Decades after soul and funk music dominated the American music scene, Sharon Jones and the Dap-Kings are at the helm of a revivalist movement recapturing the magic of the late 60’s and 70’s.
Following in the footsteps of funk legends James Brown, Aretha Franklin, Ike & Tina Turner and Otis Redding, all personal influences, Jones and the Dap Kings are making their presence known.
“We’ve been around a while. This is what you work for,” says Sharon Jones from her New York City hotel room. “Now is the time. We are getting heard. I’ve worked hard to have people recognize and hear the music that we’re doing. What I’ve done over the last ten years is paying off now. People are finally hearing me.”
Their 2014 Daptone Records release, ”Give The People What They Want,” has earned a Grammy nomination for Best R&B Album of the Year.
“I knew if I worked hard enough, good things would come my way. Just be patient,” says Jones. “When God has blessed you and you ask for something, he may not come when you want him, but he’s right on time.”
Initially inspired and commercialized by the African American community, the rebirth of the funk and soul movement has shifted to a predominantly white audience.

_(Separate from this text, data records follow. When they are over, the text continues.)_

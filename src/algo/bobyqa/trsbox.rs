use log::trace;
use nalgebra::{convert, try_convert, Dyn, OVector, RealField, U1};

use super::model::Model;

/// Whether a variable is fixed at one of its bounds during the trust region
/// step calculation.
#[derive(Debug, Clone, Copy, PartialEq, Eq)]
enum Fixed {
    Free,
    Lower,
    Upper,
}

#[derive(Debug, Clone, Copy, PartialEq, Eq)]
enum Stage {
    /// Restart the conjugate gradient iterations from steepest descent.
    Restart,
    /// Conjugate gradient iteration in the subspace of free variables.
    Conjugate,
    /// The step reached the trust region boundary.
    Boundary,
    /// Prepare an alternative iteration on the boundary.
    Alternative,
    /// Rotate the step within the two dimensional subspace spanned by the
    /// step and the gradient.
    Rotate,
    /// Compute the final step respecting the bounds.
    Finish,
}

/// Result of the trust region subproblem.
pub(super) struct TrustRegionStep<T: RealField + Copy> {
    /// Squared length of the step.
    pub(super) dsq: T,
    /// Least curvature of the model along the conjugate directions, zero if
    /// the step reached the trust region boundary and negative if no
    /// curvature was computed.
    pub(super) crvmin: T,
    /// Gradient of the model at `xopt + d`.
    pub(super) gnew: OVector<T, Dyn>,
}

“In the 90’s when we started out,” says Jones, “with all the college radio stations, NPR and the college students — people would say, ‘why do you think the black people didn’t take to your music?’ A lot of these young kids, when soul music was coming around, they weren’t even born. They didn’t think about it, and they go underground and they hear some of it. They’re saying, ‘Wow! We like that.’ It took all of that time from the 90’s ‘til now.”

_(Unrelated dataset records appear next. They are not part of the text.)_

use log::trace;
use nalgebra::{convert, Dyn, OVector, RealField, U1};

use super::model::Model;

/// Bound that limits a line search step, if any.
#[derive(Debug, Clone, Copy, PartialEq, Eq)]
enum Limit {
    None,
    Lower(usize),
    Upper(usize),
}

impl<T: RealField + Copy> Model<T> {
    /// Computes a step that increases the denominator of the updating formula
    /// when the `knew`-th interpolation point is going to be replaced.
    ///
    /// Two candidates are generated. `xnew` is chosen on the lines through
    /// `xopt` and the other interpolation points so that the value of the
    /// `knew`-th Lagrange function is large. `xalt` is a Cauchy step of that
    /// Lagrange function (or its negative), restricted to `adelt` and the
    /// bounds.
    ///
    /// Returns `alpha`, the `knew`-th diagonal element of the inverse matrix
    /// block, and `cauchy`, the square of the Lagrange function's value at
    /// `xalt`.
    pub(super) fn altmov(&mut self, knew: usize, adelt: T) -> (T, T) {
        let n = self.n;
        let npt = self.npt;

        let zero = T::zero();
        let one = T::one();
        let half: T = convert(0.5);
        let quarter: T = convert(0.25);
        let constant = one + convert::<_, T>(2.0).sqrt();

        // The knew-th column of the leading block of the inverse matrix.
        let mut hcol = OVector::<T, Dyn>::zeros_generic(Dyn(npt), U1);
        for j in 0..self.zmat.ncols() {
            let temp = self.zmat[(knew, j)];
            for k in 0..npt {
                hcol[k] += temp * self.zmat[(k, j)];
            }
        }
        let alpha = hcol[knew];
        let ha = half * alpha;

        // Gradient of the knew-th Lagrange function at xopt.
        let mut glag = OVector::<T, Dyn>::zeros_generic(Dyn(n), U1);
        for i in 0..n {
            glag[i] = self.bmat[(knew, i)];
        }
        for k in 0..npt {
            let temp = hcol[k] * self.point_dot(k, &self.xopt);
            for i in 0..n {
                glag[i] += temp * self.xpt[(k, i)];
            }
        }

        // Search along the lines through xopt and the other interpolation
        // points.
        let mut presav = zero;
        let mut ksav = knew;
        let mut stpsav = zero;
        let mut ibdsav = Limit::None;

        for k in 0..npt {
            if k == self.kopt {
                continue;
            }

            let mut dderiv = zero;
            let mut distsq = zero;
            for i in 0..n {
                let temp = self.xpt[(k, i)] - self.xopt[i];
                dderiv += glag[i] * temp;
                distsq += temp * temp;
            }

            let mut subd = adelt / distsq.sqrt();
            let mut slbd = -subd;
            let mut ilbd = Limit::None;
            let mut iubd = Limit::None;
            let sumin = one.min(subd);

            for i in 0..n {
                let temp = self.xpt[(k, i)] - self.xopt[i];
                let lower = self.sl[i] - self.xopt[i];
                let upper = self.su[i] - self.xopt[i];

                if temp > zero {
                    if slbd * temp < lower {
                        slbd = lower / temp;
                        ilbd = Limit::Lower(i);
                    }
                    if subd * temp > upper {
                        subd = sumin.max(upper / temp);
                        iubd = Limit::Upper(i);
                    }
                } else if temp < zero {
                    if slbd * temp > upper {
                        slbd = upper / temp;
                        ilbd = Limit::Upper(i);
                    }
                    if subd * temp < lower {
                        subd = sumin.max(lower / temp);
                        iubd = Limit::Lower(i);
                    }
                }
            }

            let (step, vlag, isbd) = if k == knew {
                let diff = dderiv - one;
                let mut step = slbd;
                let mut vlag = slbd * (dderiv - slbd * diff);
                let mut isbd = ilbd;

                let temp = subd * (dderiv - subd * diff);
                if temp.abs() > vlag.abs() {
                    step = subd;
                    vlag = temp;
                    isbd = iubd;
                }

                let tempd = half * dderiv;
                let tempa = tempd - diff * slbd;
                let tempb = tempd - diff * subd;
                if tempa * tempb < zero {
                    let temp = tempd * tempd / diff;
                    if temp.abs() > vlag.abs() {
                        step = tempd / diff;
                        vlag = temp;
                        isbd = Limit::None;
                    }
                }

                (step, vlag, isbd)
            } else {
                let mut step = slbd;
                let mut vlag = slbd * (one - slbd);
                let mut isbd = ilbd;

                let temp = subd * (one - subd);
                if temp.abs() > vlag.abs() {
                    step = subd;
                    vlag = temp;
                    isbd = iubd;
                }

                if subd > half && vlag.abs() < quarter {
                    step = half;
                    vlag = quarter;
                    isbd = Limit::None;
                }

                (step, vlag * dderiv, isbd)
            };

            let temp = step * (one - step) * distsq;
            let predsq = vlag * vlag * (vlag * vlag + ha * temp * temp);
            if predsq > presav {
                presav = predsq;
                ksav = k;
                stpsav = step;
                ibdsav = isbd;
            }
        }

        for i in 0..n {
            let temp = self.xopt[i] + stpsav * (self.xpt[(ksav, i)] - self.xopt[i]);
            self.xnew[i] = self.su[i].min(temp).max(self.sl[i]);
        }
        match ibdsav {
            Limit::Lower(i) => self.xnew[i] = self.sl[i],
            Limit::Upper(i) => self.xnew[i] = self.su[i],
            Limit::None => {}
        }

        // Cauchy steps of the Lagrange function and of its negative. The
        // entries of w equal to bigstp mark the free variables.
        let bigstp = adelt + adelt;
        let mut w = OVector::<T, Dyn>::zeros_generic(Dyn(n), U1);
        let mut saved = OVector::<T, Dyn>::zeros_generic(Dyn(n), U1);
        let mut csave = zero;
        let mut cauchy = zero;

        for negated in [false, true] {
            let mut wfixsq = zero;
            let mut ggfree = zero;

            for i in 0..n {
                w[i] = zero;
                let tempa = (self.xopt[i] - self.sl[i]).min(glag[i]);
                let tempb = (self.xopt[i] - self.su[i]).max(glag[i]);
                if tempa > zero || tempb < zero {
                    w[i] = bigstp;
                    ggfree += glag[i] * glag[i];
                }
            }

            if ggfree == zero {
                return (alpha, zero);
            }

            // Fix the variables whose Cauchy step would leave the bounds.
            let mut step = zero;
            loop {
                let temp = adelt * adelt - wfixsq;
                if temp <= zero {
                    break;
                }

                let wsqsav = wfixsq;
                step = (temp / ggfree).sqrt();
                ggfree = zero;

                for i in 0..n {
                    if w[i] == bigstp {
                        let temp = self.xopt[i] - step * glag[i];
                        if temp <= self.sl[i] {
                            w[i] = self.sl[i] - self.xopt[i];
                            wfixsq += w[i] * w[i];
                        } else if temp >= self.su[i] {
                            w[i] = self.su[i] - self.xopt[i];
                            wfixsq += w[i] * w[i];
                        } else {
                            ggfree += glag[i] * glag[i];
                        }
                    }
                }

                if wfixsq <= wsqsav || ggfree <= zero {
                    break;
                }
            }

            let mut gw = zero;
            for i in 0..n {
                if w[i] == bigstp {
                    w[i] = -step * glag[i];
                    self.xalt[i] = self.sl[i].max(self.su[i].min(self.xopt[i] + w[i]));
                } else if w[i] == zero {
                    self.xalt[i] = self.xopt[i];
                } else if glag[i] > zero {
                    self.xalt[i] = self.sl[i];
                } else {
                    self.xalt[i] = self.su[i];
                }
                gw += glag[i] * w[i];
            }

            let mut curv = zero;
            for k in 0..npt {
                let temp = self.point_dot(k, &w);
                curv += hcol[k] * temp * temp;
            }
            if negated {
                curv = -curv;
            }

            if curv > -gw && curv < -constant * gw {
                let scale = -gw / curv;
                for i in 0..n {
                    let temp = self.xopt[i] + scale * w[i];
                    self.xalt[i] = self.sl[i].max(self.su[i].min(temp));
                }
                cauchy = (half * gw * scale).powi(2);
            } else {
                cauchy = (gw + half * curv).powi(2);
            }

            if !negated {
                glag.neg_mut();
                saved.copy_from(&self.xalt);
                csave = cauchy;
            }
        }

        if csave > cauchy {
            self.xalt.copy_from(&saved);
            cauchy = csave;
        }

        trace!(
            "alternative move for point {}: line through point {} with step {}, cauchy = {}",
            knew,
            ksav,
            stpsav,
            cauchy
        );

        (alpha, cauchy)
    }
}

#[cfg(test)]
mod tests {
    use super::*;

    use nalgebra::{dvector, storage::Storage, IsContiguous, Vector};

    use crate::core::{Domain, Function, GoalType, Objective, Problem};

    struct Bowl;

    impl Problem for Bowl {
        type Field = f64;

        fn domain(&self) -> Domain<Self::Field> {
            Domain::rect(vec![-1.0, -1.0, 0.0], vec![3.0, 2.0, 4.0])
        }
    }

    impl Function for Bowl {
        fn apply<Sx>(&self, x: &Vector<Self::Field, Dyn, Sx>) -> Self::Field
        where
            Sx: Storage<Self::Field, Dyn> + IsContiguous,
        {
            (x[0] - 1.0).powi(2) + 3.0 * x[1].powi(2) + x[0] * x[2] + (x[2] - 2.0).powi(2)
        }
    }

    fn initial_model(npt: usize) -> Model<f64> {
        let f = Bowl;
        let dom = f.domain();
        let mut obj = Objective::new(&f, GoalType::Minimize);
        let (mut model, rhobeg) = Model::setup(&dom, npt, 0.5).unwrap();
        let mut x = dvector![0.0, 0.0, 0.0];
        model.adjust_start(&dom, &mut x, rhobeg);
        model.prelim(&mut obj, &dom, &mut x, rhobeg).unwrap();

        let kopt = model.kopt;
        for j in 0..model.n {
            model.xopt[j] = model.xpt[(kopt, j)];
        }
        model
    }

    fn assert_feasible_within(model: &Model<f64>, x: &OVector<f64, Dyn>, radius: f64) {
        for i in 0..model.n {
            assert!(x[i] >= model.sl[i] && x[i] <= model.su[i]);
        }
        assert!((x - &model.xopt).norm() <= radius * (1.0 + 1e-12));
    }

    #[test]
    fn alpha_is_diagonal_of_inverse() {
        let mut model = initial_model(7);

        for knew in 0..7 {
            if knew == model.kopt {
                continue;
            }
            let (alpha, _) = model.altmov(knew, 0.3);
            approx::assert_relative_eq!(alpha, model.hdiag(knew), epsilon = 1e-12);
        }
    }

    #[test]
    fn candidates_are_feasible() {
        for npt in [5, 7, 10] {
            let mut model = initial_model(npt);
            let adelt = 0.3;

            for knew in 0..npt {
                if knew == model.kopt {
                    continue;
                }

                let (_, cauchy) = model.altmov(knew, adelt);
                assert!(cauchy >= 0.0);

                let xnew = model.xnew.clone();
                let xalt = model.xalt.clone();
                assert_feasible_within(&model, &xnew, adelt);
                assert_feasible_within(&model, &xalt, adelt);
            }
        }
    }

    #[test]
    fn step_changes_lagrange_function() {
        let mut model = initial_model(7);
        let knew = (model.kopt + 1) % 7;

        model.altmov(knew, 0.3);
        model.d = &model.xnew - &model.xopt;

        let xoptsq = model.xopt.norm_squared();
        let mut w = OVector::<f64, Dyn>::zeros_generic(Dyn(20), U1);
        model.lagrange_values(&mut w, xoptsq);

        // The knew-th Lagrange function is one at its own point and zero at
        // xopt, so a useful step gives it a nonzero value.
        assert!(model.vlag[knew].abs() > 1e-3);
    }
}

In the decades leading up to the mid-90’s formation of Sharon Jones and the Dap-Kings, Jones worked as a back-up singer while performing a variety of jobs, including as a corrections officer at Rikers Island, an armored car guard and a wedding band singer.

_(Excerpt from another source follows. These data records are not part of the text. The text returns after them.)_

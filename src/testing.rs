//! Testing functions and utilities useful for benchmarking, debugging and smoke
//! testing.
//!
//! [`Sphere`] and [`ExtendedRosenbrock`] are recommended for first tests.
//! Others can be used for specific conditions (e.g., ill-conditioning or many
//! local optima).
//!
//! # References
//!
//! \[1\] [A Literature Survey of Benchmark Functions For Global Optimization
//! Problems](https://arxiv.org/abs/1308.4008)
//!
//! \[2\] [Completely Derandomized Self-Adaptation in Evolution
//! Strategies](https://doi.org/10.1162/106365601750190398)

#![allow(unused)]

use std::error::Error as StdError;

use nalgebra::{storage::Storage, DVector, Dyn, IsContiguous, OVector, Vector};
use thiserror::Error;

use crate::core::{Domain, Function, GoalType, Objective, Optimizer, Problem};

/// Extension of the [`Problem`] trait that provides additional information that
/// is useful for testing optimizers.
pub trait TestProblem: Problem {
    /// Standard initial values for the problem. Using the same initial values is
    /// essential for fair comparison of methods.
    fn initials(&self) -> Vec<OVector<Self::Field, Dyn>>;
}

/// Extension of the [`Function`] trait that provides additional information
/// that is useful for testing optimizers.
pub trait TestFunction: Function + TestProblem {
    /// A set of global optima (if known and finite). This is mostly just for
    /// information, for example to know how close an optimizer got even if it
    /// failed. For testing if a given point is global optimum,
    /// [`TestFunction::is_optimum`] should be used.
    fn optima(&self) -> Vec<OVector<Self::Field, Dyn>> {
        Vec::new()
    }

    /// Test if given point is a global optimum of the function, given the
    /// tolerance `eps`.
    ///
    /// By default, the point is considered optimal if it is not farther than
    /// `eps` from any of the [optima](TestFunction::optima).
    fn is_optimum<Sx>(&self, x: &Vector<Self::Field, Dyn, Sx>, eps: Self::Field) -> bool
    where
        Sx: Storage<Self::Field, Dyn> + IsContiguous,
    {
        self.optima()
            .iter()
            .any(|optimum| (x - optimum).norm() <= eps)
    }
}

/// [Sphere
/// function](https://en.wikipedia.org/wiki/Test_functions_for_optimization)
/// \[1\].
///
/// This is a simple paraboloid which can be used in early development and
/// sanity checking as it can be considered a trivial problem.
#[derive(Debug, Clone, Copy)]
pub struct Sphere {
    n: usize,
}

impl Sphere {
    /// Initializes the function with given dimension.
    pub fn new(n: usize) -> Self {
        assert!(n > 0, "n must be greater than zero");
        Self { n }
    }
}

impl Default for Sphere {
    fn default() -> Self {
        Self::new(2)
    }
}

impl Problem for Sphere {
    type Field = f64;

    fn domain(&self) -> Domain<Self::Field> {
        Domain::unconstrained(self.n)
    }
}

impl Function for Sphere {
    fn apply<Sx>(&self, x: &Vector<Self::Field, Dyn, Sx>) -> Self::Field
    where
        Sx: Storage<Self::Field, Dyn> + IsContiguous,
    {
        x.iter().map(|xi| xi.powi(2)).sum()
    }
}

impl TestProblem for Sphere {
    fn initials(&self) -> Vec<OVector<Self::Field, Dyn>> {
        let init = DVector::from_iterator(
            self.n,
            (0..self.n).map(|i| if i % 2 == 0 { 10.0 } else { -10.0 }),
        );

        vec![init]
    }
}

impl TestFunction for Sphere {
    fn optima(&self) -> Vec<OVector<Self::Field, Dyn>> {
        vec![DVector::from_element(self.n, 0.0)]
    }

    fn is_optimum<Sx>(&self, x: &Vector<Self::Field, Dyn, Sx>, eps: Self::Field) -> bool
    where
        Sx: Storage<Self::Field, Dyn> + IsContiguous,
    {
        self.apply(x).abs() <= eps
    }
}

/// Sphere function with the minimum moved to `(shift, ..., shift)`, bounded
/// to `[-10, 10]` in every variable.
///
/// Useful when the optimum should not coincide with the origin, which is the
/// default starting point of many setups.
#[derive(Debug, Clone, Copy)]
pub struct ShiftedSphere {
    n: usize,
    shift: f64,
}

impl ShiftedSphere {
    /// Initializes the function with given dimension and shift of the minimum.
    pub fn new(n: usize, shift: f64) -> Self {
        assert!(n > 0, "n must be greater than zero");
        Self { n, shift }
    }
}

impl Problem for ShiftedSphere {
    type Field = f64;

    fn domain(&self) -> Domain<Self::Field> {
        (0..self.n).map(|_| (-10.0, 10.0)).collect()
    }
}

impl Function for ShiftedSphere {
    fn apply<Sx>(&self, x: &Vector<Self::Field, Dyn, Sx>) -> Self::Field
    where
        Sx: Storage<Self::Field, Dyn> + IsContiguous,
    {
        x.iter().map(|xi| (xi - self.shift).powi(2)).sum()
    }
}

impl TestProblem for ShiftedSphere {
    fn initials(&self) -> Vec<OVector<Self::Field, Dyn>> {
        vec![DVector::zeros(self.n)]
    }
}

impl TestFunction for ShiftedSphere {
    fn optima(&self) -> Vec<OVector<Self::Field, Dyn>> {
        vec![DVector::from_element(self.n, self.shift)]
    }
}

/// [Extended Rosenbrock
/// function](https://en.wikipedia.org/wiki/Rosenbrock_function) \[1\] (also
/// known as Rosenbrock's valley or banana function).
///
/// The global minimum is inside a long, narrow, parabolic shaped flat valley.
/// The challenge is to find the solution inside the valley.
#[derive(Debug, Clone, Copy)]
pub struct ExtendedRosenbrock {
    n: usize,
}

impl ExtendedRosenbrock {
    /// Initializes the function with given dimension.
    ///
    /// The dimension **must** be a multiplier of 2.
    pub fn new(n: usize) -> Self {
        assert!(n > 0, "n must be greater than zero");
        assert!(n % 2 == 0, "n must be a multiple of 2");
        Self { n }
    }
}

impl Default for ExtendedRosenbrock {
    fn default() -> Self {
        Self::new(2)
    }
}

impl Problem for ExtendedRosenbrock {
    type Field = f64;

    fn domain(&self) -> Domain<Self::Field> {
        Domain::unconstrained(self.n)
    }
}

impl Function for ExtendedRosenbrock {
    fn apply<Sx>(&self, x: &Vector<Self::Field, Dyn, Sx>) -> Self::Field
    where
        Sx: Storage<Self::Field, Dyn> + IsContiguous,
    {
        (0..(self.n / 2))
            .map(|i| {
                let x1 = x[2 * i];
                let x2 = x[2 * i + 1];
                100.0 * (x2 - x1 * x1).powi(2) + (1.0 - x1).powi(2)
            })
            .sum()
    }
}

impl TestProblem for ExtendedRosenbrock {
    fn initials(&self) -> Vec<OVector<Self::Field, Dyn>> {
        let init1 = DVector::from_iterator(
            self.n,
            (0..self.n).map(|i| if i % 2 == 0 { -1.2 } else { 1.0 }),
        );

        let init2 = DVector::from_iterator(
            self.n,
            (0..self.n).map(|i| if i % 2 == 0 { 6.39 } else { -0.221 }),
        );

        vec![init1, init2]
    }
}

impl TestFunction for ExtendedRosenbrock {
    fn optima(&self) -> Vec<OVector<Self::Field, Dyn>> {
        vec![DVector::from_element(self.n, 1.0)]
    }
}

/// Ellipsoid function \[2\].
///
/// A convex quadratic whose axes are scaled from 1 to 10<sup>6</sup>, so the
/// Hessian matrix has condition number 10<sup>6</sup>.
#[derive(Debug, Clone, Copy)]
pub struct Ellipsoid {
    n: usize,
}

impl Ellipsoid {
    /// Initializes the function with given dimension.
    ///
    /// The dimension must be at least 2.
    pub fn new(n: usize) -> Self {
        assert!(n > 1, "n must be greater than one");
        Self { n }
    }

    fn weight(&self, i: usize) -> f64 {
        10f64.powf(6.0 * i as f64 / (self.n - 1) as f64)
    }
}

impl Default for Ellipsoid {
    fn default() -> Self {
        Self::new(3)
    }
}

impl Problem for Ellipsoid {
    type Field = f64;

    fn domain(&self) -> Domain<Self::Field> {
        Domain::unconstrained(self.n)
    }
}

impl Function for Ellipsoid {
    fn apply<Sx>(&self, x: &Vector<Self::Field, Dyn, Sx>) -> Self::Field
    where
        Sx: Storage<Self::Field, Dyn> + IsContiguous,
    {
        x.iter()
            .enumerate()
            .map(|(i, xi)| self.weight(i) * xi.powi(2))
            .sum()
    }
}

impl TestProblem for Ellipsoid {
    fn initials(&self) -> Vec<OVector<Self::Field, Dyn>> {
        let init1 = DVector::from_element(self.n, 1.0);

        let init2 = DVector::from_iterator(
            self.n,
            (0..self.n).map(|i| match i % 3 {
                0 => -3.0,
                1 => 2.0,
                2 => -1.0,
                _ => unreachable!(),
            }),
        );

        vec![init1, init2]
    }
}

impl TestFunction for Ellipsoid {
    fn optima(&self) -> Vec<OVector<Self::Field, Dyn>> {
        vec![DVector::zeros(self.n)]
    }
}

/// [Rastrigin
/// function](https://en.wikipedia.org/wiki/Rastrigin_function) \[1\].
///
/// Highly multimodal function with regularly distributed local minima. Local
/// optimizers are expected to end in one of them.
#[derive(Debug, Clone, Copy)]
pub struct Rastrigin {
    n: usize,
}

impl Rastrigin {
    /// Initializes the function with given dimension.
    pub fn new(n: usize) -> Self {
        assert!(n > 0, "n must be greater than zero");
        Self { n }
    }
}

impl Default for Rastrigin {
    fn default() -> Self {
        Self::new(2)
    }
}

impl Problem for Rastrigin {
    type Field = f64;

    fn domain(&self) -> Domain<Self::Field> {
        (0..self.n).map(|_| (-5.12, 5.12)).collect()
    }
}

impl Function for Rastrigin {
    fn apply<Sx>(&self, x: &Vector<Self::Field, Dyn, Sx>) -> Self::Field
    where
        Sx: Storage<Self::Field, Dyn> + IsContiguous,
    {
        let two_pi = 2.0 * std::f64::consts::PI;
        10.0 * self.n as f64
            + x.iter()
                .map(|xi| xi.powi(2) - 10.0 * (two_pi * xi).cos())
                .sum::<f64>()
    }
}

impl TestProblem for Rastrigin {
    fn initials(&self) -> Vec<OVector<Self::Field, Dyn>> {
        let init = DVector::from_iterator(
            self.n,
            (0..self.n).map(|i| if i % 2 == 0 { 2.5 } else { -3.5 }),
        );

        vec![init]
    }
}

impl TestFunction for Rastrigin {
    fn optima(&self) -> Vec<OVector<Self::Field, Dyn>> {
        vec![DVector::zeros(self.n)]
    }
}

/// Function with the sign flipped, defined on the same domain.
///
/// Maximizing the negated function must give the same points as minimizing
/// the original one.
#[derive(Debug, Clone, Copy)]
pub struct Negated<F>(pub F);

impl<F: Problem> Problem for Negated<F> {
    type Field = F::Field;

    fn domain(&self) -> Domain<Self::Field> {
        self.0.domain()
    }
}

impl<F: Function> Function for Negated<F> {
    fn apply<Sx>(&self, x: &Vector<Self::Field, Dyn, Sx>) -> Self::Field
    where
        Sx: Storage<Self::Field, Dyn> + IsContiguous,
    {
        -self.0.apply(x)
    }
}

/// Optimization error of the testing optimizer driver (see [`optimize`]).
#[derive(Debug, Error)]
pub enum TestingError<E: StdError + 'static> {
    /// Error of the optimizer used.
    #[error("{0}")]
    Inner(#[from] E),
    /// Optimizer terminated without reaching the expected minimum.
    #[error("optimizer did not reach the minimum")]
    Termination,
}

/// A simple optimizer driver that can be used in tests.
///
/// The function is minimized from `x` with given evaluations budget. The
/// optimization is successful if the final value is not greater than `min +
/// tolerance`.
pub fn optimize<F: Function, O: Optimizer<F>>(
    f: &F,
    dom: &Domain<F::Field>,
    mut optimizer: O,
    mut x: OVector<F::Field, Dyn>,
    min: F::Field,
    max_evaluations: usize,
    tolerance: F::Field,
) -> Result<OVector<F::Field, Dyn>, TestingError<O::Error>>
where
    O::Error: StdError,
{
    let mut obj = Objective::with_max_evaluations(f, GoalType::Minimize, max_evaluations);
    let fx = optimizer.optimize(&mut obj, dom, &mut x)?;

    if fx <= min + tolerance {
        Ok(x)
    } else {
        Err(TestingError::Termination)
    }
}

#[cfg(test)]
mod tests {
    use super::*;

    use nalgebra::dvector;

    #[test]
    fn optima_have_minimal_values() {
        assert_eq!(Sphere::new(3).apply(&dvector![0.0, 0.0, 0.0]), 0.0);
        assert_eq!(ShiftedSphere::new(2, 3.0).apply(&dvector![3.0, 3.0]), 0.0);
        assert_eq!(
            ExtendedRosenbrock::new(4).apply(&dvector![1.0, 1.0, 1.0, 1.0]),
            0.0
        );
        assert_eq!(Ellipsoid::new(3).apply(&dvector![0.0, 0.0, 0.0]), 0.0);
        assert_eq!(Rastrigin::new(2).apply(&dvector![0.0, 0.0]), 0.0);
    }

    #[test]
    fn ellipsoid_weights() {
        let f = Ellipsoid::new(3);
        approx::assert_relative_eq!(f.apply(&dvector![1.0, 0.0, 0.0]), 1.0);
        approx::assert_relative_eq!(f.apply(&dvector![0.0, 1.0, 0.0]), 1e3);
        approx::assert_relative_eq!(f.apply(&dvector![0.0, 0.0, 1.0]), 1e6);
    }

    #[test]
    fn is_optimum_by_distance() {
        let f = ExtendedRosenbrock::new(2);

        assert!(f.is_optimum(&dvector![1.0, 1.0 + 1e-4], 1e-3));
        assert!(!f.is_optimum(&dvector![1.0, 1.1], 1e-3));
    }

    #[test]
    fn negated_keeps_domain() {
        let f = ShiftedSphere::new(2, 1.0);
        let g = Negated(f);
        let x = dvector![0.5, -2.0];

        assert_eq!(g.apply(&x), -f.apply(&x));
        assert_eq!(g.domain().lower(), f.domain().lower());
        assert_eq!(g.domain().upper(), f.domain().upper());
    }
}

“I was doing something that wasn’t me,” recalls Jones. “I was doing something I wasn’t comfortable with. I left the wedding band because I was doing covers. Nothing was me. I was singing and trying to sound like other people, and I did a great job when I did it, but it was time for a change.”
Sharon Jones and the Dap-Kings released their debut record (“Dap Dippin’ with Sharon Jones and the Dap-Kings) in 2002 to rave reviews.
Credited for capturing the authenticity of vintage soul, the band spearheaded the burgeoning soul and funk movement and released three more albums, (“Naturally” (2005), “100 Days, 100 Nights” (2007) and “I Learned the Hard Way” (2010) as well as a UK Compilation (”Soul Time” (2011).
In April 2013, Jones was forced to postpone the release of “Give The People What They Want” after being diagnosed with bile duct cancer, which was later changed to stage two pancreatic cancer. Surgery and chemo treatments followed, the last of which was on New Years Eve 2013. One month earlier, Sharon Jones and the Dap-Kings appeared on a float in the 87th annual Macy’s Thanksgiving Parade.
Determined to pick-up her career where she had left off, Jones and the Dap-Kings wasted no time. They appeared on the Jimmy Fallon, Jay Leno, Queen Latifah and Ellen TV shows just days into the New Year.
Jones recalls her return to the concert stage on Feb. 6, 2014 at New York City’s Beacon Theater.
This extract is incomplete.